Personal information
- Nationality: Swedish
- Born: 20 April 2000 (age 26) Vaggeryd, Sweden
- Height: 1.75 m (5 ft 9 in)
- Weight: 87 kg (192 lb)

Sport
- Sport: Track and Field
- Event: Shot put

Achievements and titles
- Highest world ranking: 6th (Shot put, 2026)
- Personal bests: SP: 19.97 m NR (2026) DT: 53.45 m (2026)

Medal record
Women's athletics
Representing Sweden
World Indoor Championships
| Bronze medal – third place | 2026 Toruń | Shot put |
European Games
| Bronze medal – third place | 2023 Kraków-Małopolska | Shot put |
European Athletics U23 Championships
| Bronze medal – third place | 2021 Tallinn | Shot put |
Summer World University Games
| Gold medal – first place | 2025 Bochum | Shot put |

= Axelina Johansson =

Swedish shot putter (born 2000)

Axelina Elin Signe Johansson (born 20 April 2000) is a Swedish track and field athlete who competes in the shot put event, in which she holds the national record. She became Sweden's first ever world medallist in the women's throws with the bronze medal at the 2026 World Athletics Indoor Championships, having previously finished tenth in the shot put final at the 2024 Summer Olympics in Paris, France.

==Biography==
Johansson threw 16.52m and finished 11th competing in the shot put for the University of Nebraska–Lincoln at the 2022 NCAA Indoor Championships. Johansson threw 17.30m to finish third at the 2022 Big Ten Indoor Championships shot put. As the 2022 Collegiate season moved outdoors, Johansson threw a personal best 18.39m to finish runner up in the shot put at the Big Ten Outdoor Championships. Johansson was subsequently honoured with the Big Ten Women's Outdoor Freshman of the Year award.

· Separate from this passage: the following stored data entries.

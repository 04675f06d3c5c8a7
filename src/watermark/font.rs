use ab_glyph::{Font, FontArc, GlyphId, OutlinedGlyph, PxScale, ScaleFont, point};
use anyhow::{Context, Result};
use image::{Rgb, RgbImage};
use std::path::{Path, PathBuf};

/// DejaVu Sans (Bitstream Vera license, see `fonts/DejaVuSans.LICENSE`).
/// Covers Latin, Greek and Cyrillic month names.
const EMBEDDED_FONT_DATA: &[u8] = include_bytes!("fonts/DejaVuSans.ttf");

/// Where the watermark face came from.
#[derive(Debug, Clone, PartialEq, Eq)]
pub enum FontSource {
    File(PathBuf),
    Embedded,
}

/// Ink extent of a string, relative to the origin passed to [`WatermarkFont::draw`].
#[derive(Debug, Clone, Copy, Default, PartialEq, Eq)]
pub struct TextBounds {
    pub left: i32,
    pub top: i32,
    pub width: u32,
    pub height: u32,
}

/// Typeface used for the watermark.
pub struct WatermarkFont {
    font: FontArc,
    source: FontSource,
}

impl std::fmt::Debug for WatermarkFont {
    fn fmt(&self, f: &mut std::fmt::Formatter<'_>) -> std::fmt::Result {
        f.debug_struct("WatermarkFont")
            .field("source", &self.source)
            .finish()
    }
}

impl WatermarkFont {
    /// Load the first usable font from `paths`, falling back to the embedded face.
    ///
    /// A missing or corrupt font file only produces a warning.
    pub fn load(paths: &[impl AsRef<Path>]) -> Result<Self> {
        for path in paths {
            let path = path.as_ref();
            if !path.is_file() {
                continue;
            }
            match Self::from_file(path) {
                Ok(font) => {
                    log::debug!("Using font {}", path.display());
                    return Ok(font);
                }
                Err(e) => log::warn!("{e:#}"),
            }
        }

        let first = paths
            .first()
            .map(|p| p.as_ref().display().to_string())
            .unwrap_or_else(|| "<none>".to_string());
        log::warn!("Font '{first}' not found. Using built-in DejaVu Sans.");
        Self::embedded()
    }

    /// The face compiled into the binary.
    pub fn embedded() -> Result<Self> {
        let font = FontArc::try_from_slice(EMBEDDED_FONT_DATA)
            .map_err(|e| anyhow::anyhow!("Invalid embedded font: {e}"))?;
        Ok(Self {
            font,
            source: FontSource::Embedded,
        })
    }

    /// Parse a font file.
    pub fn from_file(path: &Path) -> Result<Self> {
        let data = std::fs::read(path)
            .with_context(|| format!("Failed to read font {}", path.display()))?;
        let font = FontArc::try_from_vec(data)
            .map_err(|e| anyhow::anyhow!("Invalid font {}: {e}", path.display()))?;
        Ok(Self {
            font,
            source: FontSource::File(path.to_path_buf()),
        })
    }

    pub fn source(&self) -> &FontSource {
        &self.source
    }

    /// Whether every visible character of `text` has a glyph in this face.
    pub fn covers(&self, text: &str) -> bool {
        text.chars()
            .filter(|c| !c.is_whitespace())
            .all(|c| self.font.glyph_id(c) != GlyphId(0))
    }

    /// Ink extent of `text` at `size` pixels.
    ///
    /// Shares its glyph layout with [`draw`](Self::draw), so drawn pixels never
    /// leave the returned box.
    pub fn measure(&self, text: &str, size: u32) -> TextBounds {
        let mut boxes = self.outline(text, size).into_iter().map(|g| g.px_bounds());
        let Some(first) = boxes.next() else {
            return TextBounds::default();
        };

        let (mut x0, mut y0) = (first.min.x, first.min.y);
        let (mut x1, mut y1) = (first.max.x, first.max.y);
        for b in boxes {
            x0 = x0.min(b.min.x);
            y0 = y0.min(b.min.y);
            x1 = x1.max(b.max.x);
            y1 = y1.max(b.max.y);
        }

        let (left, top) = (x0.floor(), y0.floor());
        TextBounds {
            left: left as i32,
            top: top as i32,
            width: (x1.ceil() - left) as u32,
            height: (y1.ceil() - top) as u32,
        }
    }

    /// Draw `text` anti-aliased with its layout origin at `(x, y)`.
    /// Pixels outside the image are dropped.
    pub fn draw(
        &self,
        img: &mut RgbImage,
        color: Rgb<u8>,
        x: i32,
        y: i32,
        size: u32,
        text: &str,
    ) {
        let (width, height) = img.dimensions();
        for glyph in self.outline(text, size) {
            let bounds = glyph.px_bounds();
            let origin_x = x + bounds.min.x.floor() as i32;
            let origin_y = y + bounds.min.y.floor() as i32;

            glyph.draw(|gx, gy, coverage| {
                let px = origin_x + gx as i32;
                let py = origin_y + gy as i32;
                if px < 0 || py < 0 || px as u32 >= width || py as u32 >= height {
                    return;
                }
                let existing = *img.get_pixel(px as u32, py as u32);
                img.put_pixel(px as u32, py as u32, blend(existing, color, coverage));
            });
        }
    }

    /// Positioned outlines, baseline at the ascent below the origin.
    fn outline(&self, text: &str, size: u32) -> Vec<OutlinedGlyph> {
        let scale = PxScale::from(size as f32);
        let scaled = self.font.as_scaled(scale);

        let mut caret = 0.0f32;
        let mut prev: Option<GlyphId> = None;
        let mut glyphs = Vec::new();

        for c in text.chars() {
            let id = scaled.glyph_id(c);
            if let Some(prev) = prev {
                caret += scaled.kern(prev, id);
            }
            let glyph = id.with_scale_and_position(scale, point(caret, scaled.ascent()));
            if let Some(outlined) = self.font.outline_glyph(glyph) {
                glyphs.push(outlined);
            }
            caret += scaled.h_advance(id);
            prev = Some(id);
        }

        glyphs
    }
}

fn blend(bottom: Rgb<u8>, top: Rgb<u8>, coverage: f32) -> Rgb<u8> {
    let c = coverage.clamp(0.0, 1.0);
    let mix = |b: u8, t: u8| (b as f32 + (t as f32 - b as f32) * c).round() as u8;
    Rgb([
        mix(bottom[0], top[0]),
        mix(bottom[1], top[1]),
        mix(bottom[2], top[2]),
    ])
}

Johansson finished third at the 2022 NCAA Outdoor Championships after throwing 18.06m at Hayward Field in Eugene, Oregon. Johansson also competed in Eugene, Oregon at the 2022 World Athletics Championships where she landed a new personal best throw 18.57m to reach the final of the women's shot put before ultimately finishing in twelfth place. Johansson went to Munich to compete in the 2022 European Athletics Championships – Women's shot put and reached the final, finishing seventh with a first round throw of 18.04 which she never bettered.

Johansson won the 2023 NCAA Outdoor title in June 2023. That month, she was a bronze medalist in the shot put at the 2023 European Athletics Team Championships in Silesia, Poland. She finished thirteenth at the 2023 World Athletics Championships in Budapest, Hungary, in August 2023.

Johansson finished eighth at the 2024 World Athletics Indoor Championships in Glasgow, Scotland, with a season’s best throw measured at 18.68 metres. In June 2024, she finished third at the 2024 NCAA Outdoor Championships shot put competition. She competed at the 2024 Summer Olympics in Paris in the shot put, qualifying for the final and placing tenth overall.

Johansson set a Swedish indoor record of 19.31m to win the Big Ten Indoor Championships in Indianapolis in March 2025, with the distance also setting a meeting record. In July 2025, she won the gold medal at the 2025 Summer World University Games in Bochum, Germany. She competed at the 2025 World Championships in Tokyo, Japan, narrowly missing a place in the final.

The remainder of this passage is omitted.